- _Activity_
From the records, pick out and copy each line containing "MessageId".

• • • • •

//! Broker-to-peer link.

use std::collections::VecDeque;

use bytes::Bytes;
use tracing::debug;

use super::LinkKey;
use crate::{
    broker::{BrokerError, MessageId, Subscriber},
    performative::{DeliveryState, ErrorCondition},
};

/// Server endpoint of a link on which the peer consumes.
///
/// Messages handed over by the broker wait in a backlog until the peer has
/// granted credit for them.
pub struct SubscribeLink {
    key: LinkKey,
    name: String,
    address: String,
    subscriber: Box<dyn Subscriber>,
    backlog: VecDeque<(MessageId, Bytes)>,
    delivery_count: u32,
    link_credit: u32,
    drain: bool,
}

impl SubscribeLink {
    /// Wrap a broker subscriber. The link starts with no credit.
    #[must_use]
    pub fn new(
        key: LinkKey,
        name: impl Into<String>,
        address: impl Into<String>,
        subscriber: Box<dyn Subscriber>,
    ) -> Self {
        Self {
            key,
            name: name.into(),
            address: address.into(),
            subscriber,
            backlog: VecDeque::new(),
            delivery_count: 0,
            link_credit: 0,
            drain: false,
        }
    }

    #[must_use]
    pub fn key(&self) -> LinkKey { self.key }

    #[must_use]
    pub fn name(&self) -> &str { &self.name }

    #[must_use]
    pub fn address(&self) -> &str { &self.address }

    #[must_use]
    pub fn delivery_count(&self) -> u32 { self.delivery_count }

    #[must_use]
    pub fn credit(&self) -> u32 { self.link_credit }

    /// Messages held back for lack of credit.
    #[must_use]
    pub fn backlog(&self) -> usize { self.backlog.len() }

    /// Queue a message handed over by the broker.
    pub fn enqueue(&mut self, message_id: MessageId, body: Bytes) {
        self.backlog.push_back((message_id, body));
    }

    /// Take the next message the peer has credit for.
    ///
    /// Consumes one unit of credit and advances the delivery count.
    pub fn next_sendable(&mut self) -> Option<(MessageId, Bytes)> {
        if self.link_credit == 0 {
            return None;
        }
        let next = self.backlog.pop_front()?;
        self.link_credit -= 1;
        self.delivery_count = self.delivery_count.wrapping_add(1);
        Some(next)
    }

    /// Apply the peer's link flow state.
    ///
    /// The usable credit is the peer's grant measured from its view of the
    /// delivery count: `remote_delivery_count + link_credit - delivery_count`.
    /// A missing `delivery_count` is taken to agree with the local one.
    pub fn on_flow(&mut self, delivery_count: Option<u32>, link_credit: u32, drain: bool) {
        let available = delivery_count
            .unwrap_or(self.delivery_count)
            .wrapping_add(link_credit)
            .wrapping_sub(self.delivery_count);
        // Serial arithmetic: anything past half the range is negative.
        self.link_credit = if available > u32::MAX / 2 {
            0
        } else {
            available.min(link_credit)
        };
        self.drain = drain;
        debug!(
            link = %self.key,
            delivery_count = self.delivery_count,
            credit = self.link_credit,
            drain,
            "link credit updated"
        );
        self.subscriber
            .flow(None, self.delivery_count, self.link_credit);
    }

    /// Finish a drain request once the backlog can no longer use the credit.
    ///
    /// Advances the delivery count by the unused credit and returns `true`
    /// if the peer must be sent a `Flow` reporting the drained state.
    pub fn complete_drain(&mut self) -> bool {
        if !self.drain || (!self.backlog.is_empty() && self.link_credit > 0) {
            return false;
        }
        self.drain = false;
        self.delivery_count = self.delivery_count.wrapping_add(self.link_credit);
        self.link_credit = 0;
        self.subscriber.flow(None, self.delivery_count, 0);
        true
    }

    /// Route the peer's outcome for a delivered message to the broker.
    ///
    /// # Errors
    ///
    /// Propagates the broker's refusal, for example for an unknown message.
    pub fn apply(&mut self, message_id: MessageId, state: &DeliveryState) -> Result<(), BrokerError> {
        match state {
            DeliveryState::Accepted => self.accept(message_id),
            DeliveryState::Rejected { error } => self.reject(message_id, error.as_ref()),
            DeliveryState::Released => self.release(message_id),
            DeliveryState::Modified {
                delivery_failed,
                undeliverable_here,
            } => self.modified(message_id, *delivery_failed, *undeliverable_here),
        }
    }

    /// # Errors
    ///
    /// Propagates the broker's refusal.
    pub fn accept(&mut self, message_id: MessageId) -> Result<(), BrokerError> {
        self.subscriber.accept(None, message_id)
    }

    /// # Errors
    ///
    /// Propagates the broker's refusal.
    pub fn reject(
        &mut self,
        message_id: MessageId,
        error: Option<&ErrorCondition>,
    ) -> Result<(), BrokerError> {
        self.subscriber.reject(None, message_id, error)
    }

    /// # Errors
    ///
    /// Propagates the broker's refusal.
    pub fn release(&mut self, message_id: MessageId) -> Result<(), BrokerError> {
        self.subscriber.release(None, message_id)
    }

    /// # Errors
    ///
    /// Propagates the broker's refusal.
    pub fn modified(
        &mut self,
        message_id: MessageId,
        delivery_failed: bool,
        undeliverable_here: bool,
    ) -> Result<(), BrokerError> {
        self.subscriber
            .modified(None, message_id, delivery_failed, undeliverable_here)
    }

    /// Return undelivered messages to the broker and release the subscriber.
    pub fn close(&mut self) {
        for (message_id, _) in self.backlog.drain(..) {
            if let Err(error) = self.subscriber.release(None, message_id) {
                debug!(link = %self.key, %message_id, %error, "could not release backlog message");
            }
        }
        self.link_credit = 0;
        self.subscriber.close();
    }
}
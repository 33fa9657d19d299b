//! End-to-end publish and consume over TCP against the in-memory broker.

mod common;

use std::sync::Arc;

use amqpframe::{
    EngineConfig,
    broker::MemoryBroker,
    performative::{
        Close,
        DeliveryState,
        Detach,
        Disposition,
        Flow,
        Performative,
        Role,
        Transfer,
        condition,
    },
};
use amqpframe_testing::TestResult;
use common::{Client, RunningServer};
use rstest::rstest;

fn transfer(delivery_id: u32, settled: bool) -> Transfer {
    Transfer {
        handle: 0,
        delivery_id: Some(delivery_id),
        delivery_tag: Some(delivery_id.to_be_bytes().to_vec()),
        settled,
        more: false,
    }
}

fn grant(credit: u32) -> Flow {
    Flow {
        next_incoming_id: Some(1),
        incoming_window: 2048,
        next_outgoing_id: 0,
        outgoing_window: 2048,
        handle: Some(0),
        delivery_count: Some(0),
        link_credit: Some(credit),
        drain: false,
        echo: false,
    }
}

async fn publisher(addr: std::net::SocketAddr, address: &str) -> TestResult<Client> {
    let mut client = Client::connect(addr).await?;
    client.handshake().await?;
    match client.attach(0, Role::Sender, address).await? {
        Performative::Attach(attach) => assert_eq!(attach.role, Role::Receiver),
        other => return Err(format!("expected attach, got {other:?}").into()),
    }
    match client.recv_performative().await? {
        Performative::Flow(flow) => assert!(flow.link_credit.is_some_and(|c| c > 0)),
        other => return Err(format!("expected credit, got {other:?}").into()),
    }
    Ok(client)
}

async fn subscriber(addr: std::net::SocketAddr, address: &str, credit: u32) -> TestResult<Client> {
    let mut client = Client::connect(addr).await?;
    client.handshake().await?;
    match client.attach(0, Role::Receiver, address).await? {
        Performative::Attach(attach) => assert_eq!(attach.role, Role::Sender),
        other => return Err(format!("expected attach, got {other:?}").into()),
    }
    client.send_performative(grant(credit)).await?;
    Ok(client)
}

#[tokio::test]
async fn published_message_reaches_subscriber() -> TestResult {
    let broker = Arc::new(MemoryBroker::new().with_queue("queue/a"));
    let server = RunningServer::start(broker.clone(), None, EngineConfig::default()).await?;

    let mut producer = publisher(server.addr, "queue/a").await?;
    producer.send_transfer(transfer(0, false), b"hello").await?;
    match producer.recv_performative().await? {
        Performative::Disposition(disposition) => {
            assert_eq!(disposition.first, 0);
            assert!(disposition.settled);
            assert_eq!(disposition.state, Some(DeliveryState::Accepted));
        }
        other => return Err(format!("expected disposition, got {other:?}").into()),
    }

    let mut consumer = subscriber(server.addr, "queue/a", 10).await?;
    let (performative, payload) = consumer.recv_with_payload().await?;
    let Performative::Transfer(delivered) = performative else {
        return Err(format!("expected transfer, got {performative:?}").into());
    };
    assert_eq!(delivered.delivery_id, Some(1));
    assert_eq!(payload.as_ref(), b"hello");

    consumer
        .send_performative(Disposition {
            role: Role::Receiver,
            first: 1,
            last: None,
            settled: true,
            state: Some(DeliveryState::Accepted),
        })
        .await?;
    consumer.send_performative(Close::default()).await?;
    assert!(matches!(consumer.recv_performative().await?, Performative::Close(_)));
    assert_eq!(broker.ready_count("queue/a"), 0);

    server.stop().await
}

#[rstest]
#[case(3, 3)]
#[case(5, 2)]
#[tokio::test]
async fn subscriber_never_exceeds_credit(#[case] published: u32, #[case] credit: u32) -> TestResult {
    let broker = Arc::new(MemoryBroker::new().with_queue("queue/credit"));
    let server = RunningServer::start(broker.clone(), None, EngineConfig::default()).await?;

    let mut producer = publisher(server.addr, "queue/credit").await?;
    for id in 0..published {
        producer.send_transfer(transfer(id, true), b"m").await?;
    }
    // Settled transfers get no disposition; round-trip a flow echo to know
    // the publisher link has seen them all.
    producer
        .send_performative(Flow {
            handle: None,
            echo: true,
            ..grant(0)
        })
        .await?;
    assert!(matches!(producer.recv_performative().await?, Performative::Flow(_)));

    let mut consumer = subscriber(server.addr, "queue/credit", credit).await?;
    for expected in 1..=credit {
        let (performative, _) = consumer.recv_with_payload().await?;
        let Performative::Transfer(delivered) = performative else {
            return Err(format!("expected transfer, got {performative:?}").into());
        };
        assert_eq!(delivered.delivery_id, Some(expected));
    }
    consumer
        .send_performative(Flow {
            echo: true,
            ..grant(credit)
        })
        .await?;
    match consumer.recv_performative().await? {
        Performative::Flow(flow) => assert_eq!(flow.link_credit, Some(0)),
        other => return Err(format!("expected flow echo, got {other:?}").into()),
    }
    assert_eq!(broker.ready_count("queue/credit"), (published - credit) as usize);

    server.stop().await
}

#[tokio::test]
async fn attach_to_unknown_queue_is_refused_with_detach() -> TestResult {
    let broker = Arc::new(MemoryBroker::new());
    let server = RunningServer::start(broker, None, EngineConfig::default()).await?;

    let mut client = Client::connect(server.addr).await?;
    client.handshake().await?;
    match client.attach(0, Role::Receiver, "queue/none").await? {
        Performative::Attach(attach) => assert!(attach.source.is_none()),
        other => return Err(format!("expected attach, got {other:?}").into()),
    }
    match client.recv_performative().await? {
        Performative::Detach(Detach { closed, error, .. }) => {
            assert!(closed);
            assert_eq!(error.map(|e| e.condition).as_deref(), Some(condition::NOT_FOUND));
        }
        other => return Err(format!("expected detach, got {other:?}").into()),
    }

    server.stop().await
}

#[tokio::test]
async fn unsettled_messages_return_to_queue_when_subscriber_leaves() -> TestResult {
    let broker = Arc::new(MemoryBroker::new().with_queue("queue/r"));
    let server = RunningServer::start(broker.clone(), None, EngineConfig::default()).await?;

    let mut producer = publisher(server.addr, "queue/r").await?;
    producer.send_transfer(transfer(0, false), b"again").await?;
    assert!(matches!(producer.recv_performative().await?, Performative::Disposition(_)));

    let mut first = subscriber(server.addr, "queue/r", 1).await?;
    assert!(matches!(first.recv_performative().await?, Performative::Transfer(_)));
    first.send_performative(Close::default()).await?;
    assert!(matches!(first.recv_performative().await?, Performative::Close(_)));

    let mut second = subscriber(server.addr, "queue/r", 1).await?;
    let (performative, payload) = second.recv_with_payload().await?;
    assert!(matches!(performative, Performative::Transfer(_)));
    assert_eq!(payload.as_ref(), b"again");

    server.stop().await
}
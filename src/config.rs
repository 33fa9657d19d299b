//! Engine configuration.
//!
//! [`EngineConfig`] carries the values a connection advertises during the
//! handshake and the policies its sessions apply. A single instance is
//! shared by every connection the server accepts.

use crate::codec::{DEFAULT_MAX_FRAME_SIZE, clamp_frame_size};

/// How an inbound `Disposition` selects the outbound deliveries it settles.
#[derive(Clone, Copy, Debug, Default, PartialEq, Eq)]
pub enum DispositionMode {
    /// Each disposition settles exactly one delivery: the oldest outstanding
    /// one, whatever `[first, last]` range the frame declares.
    #[default]
    FifoHead,
    /// Each disposition settles every outstanding delivery whose id lies in
    /// the frame's `[first, last]` range.
    Range,
}

/// Settings shared by all connections of a server.
#[derive(Clone, Debug, PartialEq, Eq)]
pub struct EngineConfig {
    /// Container identifier sent in the server's `Open`.
    pub container_id: String,
    /// Largest frame the server accepts.
    pub max_frame_size: u32,
    /// Highest link handle a session accepts.
    pub handle_max: u32,
    /// Session incoming and outgoing transfer window.
    pub session_window: u32,
    /// Credit granted to a remote sender on each publish link.
    pub publish_credit: u32,
    /// Disposition settlement policy.
    pub disposition_mode: DispositionMode,
    /// Refuse connections that skip the SASL layer.
    pub require_sasl: bool,
}

impl Default for EngineConfig {
    fn default() -> Self {
        Self {
            container_id: "amqpframe".to_owned(),
            max_frame_size: DEFAULT_MAX_FRAME_SIZE,
            handle_max: 255,
            session_window: 2048,
            publish_credit: 100,
            disposition_mode: DispositionMode::FifoHead,
            require_sasl: false,
        }
    }
}

impl EngineConfig {
    /// Set the container identifier.
    #[must_use]
    pub fn with_container_id(mut self, container_id: impl Into<String>) -> Self {
        self.container_id = container_id.into();
        self
    }

    /// Set the largest accepted frame, clamped to the protocol minimum.
    #[must_use]
    pub fn with_max_frame_size(mut self, max_frame_size: u32) -> Self {
        self.max_frame_size = clamp_frame_size(max_frame_size);
        self
    }

    /// Set the credit granted to remote senders; at least one.
    #[must_use]
    pub fn with_publish_credit(mut self, credit: u32) -> Self {
        self.publish_credit = credit.max(1);
        self
    }

    /// Set the disposition settlement policy.
    #[must_use]
    pub fn with_disposition_mode(mut self, mode: DispositionMode) -> Self {
        self.disposition_mode = mode;
        self
    }

    /// Require peers to authenticate through SASL.
    #[must_use]
    pub fn require_sasl(mut self, required: bool) -> Self {
        self.require_sasl = required;
        self
    }
}
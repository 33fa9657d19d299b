//! Log output of the engine, captured through the `log` bridge.

use std::sync::Arc;

use amqpframe::EngineConfig;
use amqpframe_testing::{LoggerHandle, RecordingBroker, drive_connection, logger};
use rstest::rstest;

#[rstest]
#[tokio::test]
async fn failed_connections_are_logged(mut logger: LoggerHandle) {
    drive_connection(
        Arc::new(RecordingBroker::new()),
        EngineConfig::default(),
        vec![b"AMQX\x00\x01\x00\x00".to_vec()],
    )
    .await
    .expect("drive connection");
    assert!(logger.contains("connection failed"));
}
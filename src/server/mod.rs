//! Tokio-based TCP server running one [`Connection`](crate::connection::Connection)
//! per accepted socket.
//!
//! `AmqpServer` spawns worker tasks that accept connections from a shared
//! listener. Every connection shares the same broker, authenticator and
//! [`EngineConfig`].

use std::sync::Arc;

use tokio::{net::TcpListener, sync::oneshot};

use crate::{broker::Broker, config::EngineConfig, sasl::Authenticator};

/// TCP server for the protocol engine.
///
/// The server carries a typestate `S` indicating whether it is [`Unbound`]
/// (not yet bound to a TCP listener) or [`Bound`]. New servers start
/// `Unbound` and must call [`AmqpServer::bind`] or
/// [`AmqpServer::bind_existing_listener`] before running.
pub struct AmqpServer<S = Unbound>
where
    S: ServerState,
{
    pub(crate) context: ConnectionContext,
    pub(crate) workers: usize,
    /// Channel used to notify when the server is ready.
    ///
    /// A `oneshot::Sender` can transmit only one readiness notification, so a
    /// new sender must be provided each time the server is started.
    pub(crate) ready_tx: Option<oneshot::Sender<()>>,
    pub(crate) backoff_config: BackoffConfig,
    /// Typestate tracking whether the server has been bound to a listener.
    pub(crate) state: S,
}

/// Everything a connection task needs besides its socket.
#[derive(Clone)]
pub(crate) struct ConnectionContext {
    pub(crate) broker: Arc<dyn Broker>,
    pub(crate) authenticator: Arc<dyn Authenticator>,
    pub(crate) config: Arc<EngineConfig>,
}

/// Marker indicating the server has not yet bound a listener.
#[derive(Debug, Clone, Copy, Default)]
pub struct Unbound;

/// Marker indicating the server is bound to a TCP listener.
#[derive(Debug, Clone)]
pub struct Bound {
    pub(crate) listener: Arc<TcpListener>,
}

/// Trait implemented by [`Unbound`] and [`Bound`] to model binding typestate.
pub trait ServerState: sealed::Sealed {}

mod sealed {
    //! Prevent external implementations of [`ServerState`].

    pub trait Sealed {}
    impl Sealed for super::Unbound {}
    impl Sealed for super::Bound {}
}

impl ServerState for Unbound {}
impl ServerState for Bound {}

mod config;
mod connection;
pub mod error;
mod runtime;

pub use error::ServerError;
/// Re-exported configuration types for server backoff behaviour.
pub use runtime::BackoffConfig;

#[cfg(test)]
pub(crate) mod test_util;
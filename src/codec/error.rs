//! Error types for the codec layer.
//!
//! The taxonomy separates header negotiation failures, wire-level framing
//! problems, undecodable bodies, premature end of stream, and transport
//! errors so the connection engine can choose the matching close condition.

use std::io;

use thiserror::Error;

use crate::header::HeaderError;

/// Wire-level problems with the 8 byte frame header.
#[derive(Clone, Debug, Error, PartialEq, Eq)]
pub enum FramingError {
    /// The size field exceeds the negotiated maximum.
    #[error("frame exceeds max length: {size} > {max}")]
    OversizedFrame {
        /// Size announced by the frame header.
        size: usize,
        /// Maximum accepted size.
        max: usize,
    },

    /// The size or data offset fields are inconsistent.
    #[error("invalid frame header: size {size}, data offset {doff}")]
    InvalidHeader {
        /// Size announced by the frame header.
        size: usize,
        /// Data offset in 4 byte words.
        doff: u8,
    },

    /// The frame type byte is neither the plain nor the SASL layer.
    #[error("unknown frame type {0:#04x}")]
    UnknownFrameType(u8),
}

/// End of stream in the middle of a protocol unit.
#[derive(Clone, Copy, Debug, Error, PartialEq, Eq)]
pub enum EofError {
    /// The peer closed while the protocol header was incomplete.
    #[error("premature EOF: {bytes_received} bytes of protocol header received")]
    MidHeader {
        /// Bytes buffered when the stream ended.
        bytes_received: usize,
    },

    /// The peer closed while a frame was incomplete.
    #[error("premature EOF: {bytes_received} bytes of frame received")]
    MidFrame {
        /// Bytes buffered when the stream ended.
        bytes_received: usize,
    },
}

/// Top-level codec error.
#[derive(Debug, Error)]
pub enum CodecError {
    /// The protocol header was refused.
    #[error("protocol header error: {0}")]
    Header(#[from] HeaderError),

    /// The frame header was invalid.
    #[error("framing error: {0}")]
    Framing(#[from] FramingError),

    /// The frame body could not be decoded.
    #[error("malformed frame body: {reason}")]
    Malformed {
        /// Decoder diagnostic.
        reason: String,
    },

    /// An outbound frame body could not be encoded.
    #[error("failed to encode frame body: {reason}")]
    Encode {
        /// Encoder diagnostic.
        reason: String,
    },

    /// The stream ended inside a protocol unit.
    #[error("{0}")]
    Eof(#[from] EofError),

    /// Transport failure.
    #[error("I/O error: {0}")]
    Io(#[from] io::Error),
}

impl CodecError {
    /// Whether the error was raised while negotiating the protocol header.
    #[must_use]
    pub fn is_header_error(&self) -> bool { matches!(self, Self::Header(_)) }
}

#[cfg(test)]
mod tests {
    use super::*;

    #[test]
    fn display_includes_sizes() {
        let err = CodecError::from(FramingError::OversizedFrame { size: 70, max: 64 });
        assert_eq!(err.to_string(), "framing error: frame exceeds max length: 70 > 64");
    }

    #[test]
    fn header_errors_are_classified() {
        let err = CodecError::from(HeaderError::UnknownProtocolId(9));
        assert!(err.is_header_error());
        assert!(!CodecError::from(EofError::MidFrame { bytes_received: 3 }).is_header_error());
    }
}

• • • • •

- _Reply to the task_
    broker::{BrokerError, MessageId, Subscriber},
    backlog: VecDeque<(MessageId, Bytes)>,
    pub fn enqueue(&mut self, message_id: MessageId, body: Bytes) {
    pub fn next_sendable(&mut self) -> Option<(MessageId, Bytes)> {
    pub fn apply(&mut self, message_id: MessageId, state: &DeliveryState) -> Result<(), BrokerError> {
    pub fn accept(&mut self, message_id: MessageId) -> Result<(), BrokerError> {
        message_id: MessageId,
    pub fn release(&mut self, message_id: MessageId) -> Result<(), BrokerError> {
        message_id: MessageId,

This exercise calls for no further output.